=== Instructions for the task ===
Word for word, repeat all of the entries.

=== Provided information ===

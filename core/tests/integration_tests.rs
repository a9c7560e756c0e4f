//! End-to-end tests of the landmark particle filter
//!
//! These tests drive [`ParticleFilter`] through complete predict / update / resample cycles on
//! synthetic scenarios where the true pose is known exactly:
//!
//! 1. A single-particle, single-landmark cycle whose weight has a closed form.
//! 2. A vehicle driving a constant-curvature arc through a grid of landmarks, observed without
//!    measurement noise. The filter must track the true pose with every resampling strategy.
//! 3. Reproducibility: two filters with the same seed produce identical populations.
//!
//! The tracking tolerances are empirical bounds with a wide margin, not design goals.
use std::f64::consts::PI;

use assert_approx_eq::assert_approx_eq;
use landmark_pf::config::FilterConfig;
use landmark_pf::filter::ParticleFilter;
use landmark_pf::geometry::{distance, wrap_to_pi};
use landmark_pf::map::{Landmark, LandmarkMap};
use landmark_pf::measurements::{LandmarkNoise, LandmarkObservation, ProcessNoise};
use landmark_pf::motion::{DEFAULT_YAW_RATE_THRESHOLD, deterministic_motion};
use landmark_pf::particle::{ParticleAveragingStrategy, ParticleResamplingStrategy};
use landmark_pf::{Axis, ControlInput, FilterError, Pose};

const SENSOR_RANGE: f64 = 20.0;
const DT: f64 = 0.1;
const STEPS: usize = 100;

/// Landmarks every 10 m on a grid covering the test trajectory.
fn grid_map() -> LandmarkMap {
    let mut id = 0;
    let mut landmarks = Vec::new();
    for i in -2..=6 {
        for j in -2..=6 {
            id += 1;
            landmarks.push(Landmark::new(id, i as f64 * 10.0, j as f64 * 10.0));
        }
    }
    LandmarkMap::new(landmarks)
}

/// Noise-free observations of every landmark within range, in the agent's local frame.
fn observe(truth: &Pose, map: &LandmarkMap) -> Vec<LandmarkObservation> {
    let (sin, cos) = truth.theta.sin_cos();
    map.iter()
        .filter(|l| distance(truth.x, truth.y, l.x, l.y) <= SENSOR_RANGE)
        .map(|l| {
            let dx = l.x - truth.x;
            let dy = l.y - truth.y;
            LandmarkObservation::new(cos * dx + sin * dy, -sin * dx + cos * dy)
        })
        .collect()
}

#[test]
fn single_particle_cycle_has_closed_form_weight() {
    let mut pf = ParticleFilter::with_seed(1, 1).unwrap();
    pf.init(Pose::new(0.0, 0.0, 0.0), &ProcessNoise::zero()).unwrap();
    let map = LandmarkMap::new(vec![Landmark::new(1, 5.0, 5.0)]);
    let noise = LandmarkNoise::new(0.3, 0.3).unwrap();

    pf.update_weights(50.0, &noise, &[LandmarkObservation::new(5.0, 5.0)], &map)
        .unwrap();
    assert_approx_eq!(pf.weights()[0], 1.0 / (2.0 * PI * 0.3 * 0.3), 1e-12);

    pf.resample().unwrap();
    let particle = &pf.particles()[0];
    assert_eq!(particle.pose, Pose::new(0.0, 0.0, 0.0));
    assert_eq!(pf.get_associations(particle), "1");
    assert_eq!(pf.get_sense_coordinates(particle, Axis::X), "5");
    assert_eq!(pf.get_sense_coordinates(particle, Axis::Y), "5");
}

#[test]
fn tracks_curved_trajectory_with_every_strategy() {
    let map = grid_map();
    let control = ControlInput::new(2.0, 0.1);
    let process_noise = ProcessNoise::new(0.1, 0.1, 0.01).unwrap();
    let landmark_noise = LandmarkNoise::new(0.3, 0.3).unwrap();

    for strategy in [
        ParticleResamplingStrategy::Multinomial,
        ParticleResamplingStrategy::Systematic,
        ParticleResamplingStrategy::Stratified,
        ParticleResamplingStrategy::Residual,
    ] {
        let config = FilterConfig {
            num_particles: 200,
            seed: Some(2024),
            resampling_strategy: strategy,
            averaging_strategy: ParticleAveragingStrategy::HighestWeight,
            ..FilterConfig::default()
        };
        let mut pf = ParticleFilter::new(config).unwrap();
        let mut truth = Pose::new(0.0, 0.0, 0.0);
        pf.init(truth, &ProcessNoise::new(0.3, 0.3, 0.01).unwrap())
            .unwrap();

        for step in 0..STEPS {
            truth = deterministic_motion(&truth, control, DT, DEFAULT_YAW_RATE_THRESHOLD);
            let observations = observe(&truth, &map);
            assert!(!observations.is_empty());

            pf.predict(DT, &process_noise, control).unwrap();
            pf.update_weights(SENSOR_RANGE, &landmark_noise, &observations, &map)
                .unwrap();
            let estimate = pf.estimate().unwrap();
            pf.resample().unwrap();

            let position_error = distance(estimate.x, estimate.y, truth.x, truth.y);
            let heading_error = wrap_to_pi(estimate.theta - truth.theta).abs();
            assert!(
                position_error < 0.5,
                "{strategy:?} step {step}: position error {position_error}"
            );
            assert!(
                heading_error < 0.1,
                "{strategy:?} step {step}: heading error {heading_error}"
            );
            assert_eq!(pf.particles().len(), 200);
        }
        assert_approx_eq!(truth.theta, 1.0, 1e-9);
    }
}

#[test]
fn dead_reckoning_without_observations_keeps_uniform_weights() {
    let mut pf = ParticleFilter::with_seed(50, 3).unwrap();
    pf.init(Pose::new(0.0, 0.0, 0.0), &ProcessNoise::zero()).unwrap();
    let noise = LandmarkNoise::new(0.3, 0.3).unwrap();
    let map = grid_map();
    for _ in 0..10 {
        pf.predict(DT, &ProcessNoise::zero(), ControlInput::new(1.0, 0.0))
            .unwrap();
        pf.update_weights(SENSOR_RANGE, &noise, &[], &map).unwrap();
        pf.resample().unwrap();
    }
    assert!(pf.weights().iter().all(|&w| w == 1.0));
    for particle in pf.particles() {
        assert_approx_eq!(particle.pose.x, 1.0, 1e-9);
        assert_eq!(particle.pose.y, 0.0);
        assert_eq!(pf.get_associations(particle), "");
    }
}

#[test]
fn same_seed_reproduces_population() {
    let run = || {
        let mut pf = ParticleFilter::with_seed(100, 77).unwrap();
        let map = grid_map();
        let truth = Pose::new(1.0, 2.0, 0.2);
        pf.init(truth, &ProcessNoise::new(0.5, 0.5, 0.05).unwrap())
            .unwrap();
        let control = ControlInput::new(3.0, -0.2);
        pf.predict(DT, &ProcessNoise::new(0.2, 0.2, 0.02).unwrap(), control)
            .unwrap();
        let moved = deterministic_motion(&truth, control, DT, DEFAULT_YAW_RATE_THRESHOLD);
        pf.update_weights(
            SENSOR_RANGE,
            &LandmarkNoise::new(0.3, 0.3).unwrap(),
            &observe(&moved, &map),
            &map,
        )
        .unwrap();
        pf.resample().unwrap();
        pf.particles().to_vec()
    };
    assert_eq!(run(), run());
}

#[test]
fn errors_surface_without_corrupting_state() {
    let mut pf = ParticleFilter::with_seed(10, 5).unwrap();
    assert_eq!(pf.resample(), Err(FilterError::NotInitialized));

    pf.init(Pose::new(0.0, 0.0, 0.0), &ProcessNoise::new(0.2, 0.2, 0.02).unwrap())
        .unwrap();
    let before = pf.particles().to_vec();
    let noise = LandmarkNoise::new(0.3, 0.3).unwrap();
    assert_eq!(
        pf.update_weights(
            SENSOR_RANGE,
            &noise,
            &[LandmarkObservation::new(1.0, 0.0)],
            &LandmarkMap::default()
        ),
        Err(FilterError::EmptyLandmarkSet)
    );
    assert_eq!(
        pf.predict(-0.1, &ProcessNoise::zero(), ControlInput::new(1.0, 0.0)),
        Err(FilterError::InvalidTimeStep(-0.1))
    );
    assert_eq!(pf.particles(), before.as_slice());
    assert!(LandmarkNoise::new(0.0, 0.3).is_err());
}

=== Answer for the task ===
filename core/tests/integration_tests.rs
repository a9c7560e756c0e4f
//! End-to-end tests of the landmark particle filter
//!
//! These tests drive [`ParticleFilter`] through complete predict / update / resample cycles on
//! synthetic scenarios where the true pose is known exactly:
//!
//! 1. A single-particle, single-landmark cycle whose weight has a closed form.
//! 2. A vehicle driving a constant-curvature arc through a grid of landmarks, observed without
//!    measurement noise. The filter must track the true pose with every resampling strategy.
//! 3. Reproducibility: two filters with the same seed produce identical populations.
//!
//! The tracking tolerances are empirical bounds with a wide margin, not design goals.
use std::f64::consts::PI;

use assert_approx_eq::assert_approx_eq;
use landmark_pf::config::FilterConfig;
use landmark_pf::filter::ParticleFilter;
use landmark_pf::geometry::{distance, wrap_to_pi};
use landmark_pf::map::{Landmark, LandmarkMap};
use landmark_pf::measurements::{LandmarkNoise, LandmarkObservation, ProcessNoise};
use landmark_pf::motion::{DEFAULT_YAW_RATE_THRESHOLD, deterministic_motion};
use landmark_pf::particle::{ParticleAveragingStrategy, ParticleResamplingStrategy};
use landmark_pf::{Axis, ControlInput, FilterError, Pose};

const SENSOR_RANGE: f64 = 20.0;
const DT: f64 = 0.1;
const STEPS: usize = 100;

/// Landmarks every 10 m on a grid covering the test trajectory.
fn grid_map() -> LandmarkMap {
    let mut id = 0;
    let mut landmarks = Vec::new();
    for i in -2..=6 {
        for j in -2..=6 {
            id += 1;
            landmarks.push(Landmark::new(id, i as f64 * 10.0, j as f64 * 10.0));
        }
    }
    LandmarkMap::new(landmarks)
}

/// Noise-free observations of every landmark within range, in the agent's local frame.
fn observe(truth: &Pose, map: &LandmarkMap) -> Vec<LandmarkObservation> {
    let (sin, cos) = truth.theta.sin_cos();
    map.iter()
        .filter(|l| distance(truth.x, truth.y, l.x, l.y) <= SENSOR_RANGE)
        .map(|l| {
            let dx = l.x - truth.x;
            let dy = l.y - truth.y;
            LandmarkObservation::new(cos * dx + sin * dy, -sin * dx + cos * dy)
        })
        .collect()
}

#[test]
fn single_particle_cycle_has_closed_form_weight() {
    let mut pf = ParticleFilter::with_seed(1, 1).unwrap();
    pf.init(Pose::new(0.0, 0.0, 0.0), &ProcessNoise::zero()).unwrap();
    let map = LandmarkMap::new(vec![Landmark::new(1, 5.0, 5.0)]);
    let noise = LandmarkNoise::new(0.3, 0.3).unwrap();

    pf.update_weights(50.0, &noise, &[LandmarkObservation::new(5.0, 5.0)], &map)
        .unwrap();
    assert_approx_eq!(pf.weights()[0], 1.0 / (2.0 * PI * 0.3 * 0.3), 1e-12);

    pf.resample().unwrap();
    let particle = &pf.particles()[0];
    assert_eq!(particle.pose, Pose::new(0.0, 0.0, 0.0));
    assert_eq!(pf.get_associations(particle), "1");
    assert_eq!(pf.get_sense_coordinates(particle, Axis::X), "5");
    assert_eq!(pf.get_sense_coordinates(particle, Axis::Y), "5");
}

#[test]
fn tracks_curved_trajectory_with_every_strategy() {
    let map = grid_map();
    let control = ControlInput::new(2.0, 0.1);
    let process_noise = ProcessNoise::new(0.1, 0.1, 0.01).unwrap();
    let landmark_noise = LandmarkNoise::new(0.3, 0.3).unwrap();

    for strategy in [
        ParticleResamplingStrategy::Multinomial,
        ParticleResamplingStrategy::Systematic,
        ParticleResamplingStrategy::Stratified,
        ParticleResamplingStrategy::Residual,
    ] {
        let config = FilterConfig {
            num_particles: 200,
            seed: Some(2024),
            resampling_strategy: strategy,
            averaging_strategy: ParticleAveragingStrategy::HighestWeight,
            ..FilterConfig::default()
        };
        let mut pf = ParticleFilter::new(config).unwrap();
        let mut truth = Pose::new(0.0, 0.0, 0.0);
        pf.init(truth, &ProcessNoise::new(0.3, 0.3, 0.01).unwrap())
            .unwrap();

        for step in 0..STEPS {
            truth = deterministic_motion(&truth, control, DT, DEFAULT_YAW_RATE_THRESHOLD);
            let observations = observe(&truth, &map);
            assert!(!observations.is_empty());

            pf.predict(DT, &process_noise, control).unwrap();
            pf.update_weights(SENSOR_RANGE, &landmark_noise, &observations, &map)
                .unwrap();
            let estimate = pf.estimate().unwrap();
            pf.resample().unwrap();

            let position_error = distance(estimate.x, estimate.y, truth.x, truth.y);
            let heading_error = wrap_to_pi(estimate.theta - truth.theta).abs();
            assert!(
                position_error < 0.5,
                "{strategy:?} step {step}: position error {position_error}"
            );
            assert!(
                heading_error < 0.1,
                "{strategy:?} step {step}: heading error {heading_error}"
            );
            assert_eq!(pf.particles().len(), 200);
        }
        assert_approx_eq!(truth.theta, 1.0, 1e-9);
    }
}

#[test]
fn dead_reckoning_without_observations_keeps_uniform_weights() {
    let mut pf = ParticleFilter::with_seed(50, 3).unwrap();
    pf.init(Pose::new(0.0, 0.0, 0.0), &ProcessNoise::zero()).unwrap();
    let noise = LandmarkNoise::new(0.3, 0.3).unwrap();
    let map = grid_map();
    for _ in 0..10 {
        pf.predict(DT, &ProcessNoise::zero(), ControlInput::new(1.0, 0.0))
            .unwrap();
        pf.update_weights(SENSOR_RANGE, &noise, &[], &map).unwrap();
        pf.resample().unwrap();
    }
    assert!(pf.weights().iter().all(|&w| w == 1.0));
    for particle in pf.particles() {
        assert_approx_eq!(particle.pose.x, 1.0, 1e-9);
        assert_eq!(particle.pose.y, 0.0);
        assert_eq!(pf.get_associations(particle), "");
    }
}

#[test]
fn same_seed_reproduces_population() {
    let run = || {
        let mut pf = ParticleFilter::with_seed(100, 77).unwrap();
        let map = grid_map();
        let truth = Pose::new(1.0, 2.0, 0.2);
        pf.init(truth, &ProcessNoise::new(0.5, 0.5, 0.05).unwrap())
            .unwrap();
        let control = ControlInput::new(3.0, -0.2);
        pf.predict(DT, &ProcessNoise::new(0.2, 0.2, 0.02).unwrap(), control)
            .unwrap();
        let moved = deterministic_motion(&truth, control, DT, DEFAULT_YAW_RATE_THRESHOLD);
        pf.update_weights(
            SENSOR_RANGE,
            &LandmarkNoise::new(0.3, 0.3).unwrap(),
            &observe(&moved, &map),
            &map,
        )
        .unwrap();
        pf.resample().unwrap();
        pf.particles().to_vec()
    };
    assert_eq!(run(), run());
}

#[test]
fn errors_surface_without_corrupting_state() {
    let mut pf = ParticleFilter::with_seed(10, 5).unwrap();
    assert_eq!(pf.resample(), Err(FilterError::NotInitialized));

    pf.init(Pose::new(0.0, 0.0, 0.0), &ProcessNoise::new(0.2, 0.2, 0.02).unwrap())
        .unwrap();
    let before = pf.particles().to_vec();
    let noise = LandmarkNoise::new(0.3, 0.3).unwrap();
    assert_eq!(
        pf.update_weights(
            SENSOR_RANGE,
            &noise,
            &[LandmarkObservation::new(1.0, 0.0)],
            &LandmarkMap::default()
        ),
        Err(FilterError::EmptyLandmarkSet)
    );
    assert_eq!(
        pf.predict(-0.1, &ProcessNoise::zero(), ControlInput::new(1.0, 0.0)),
        Err(FilterError::InvalidTimeStep(-0.1))
    );
    assert_eq!(pf.particles(), before.as_slice());
    assert!(LandmarkNoise::new(0.0, 0.3).is_err());
}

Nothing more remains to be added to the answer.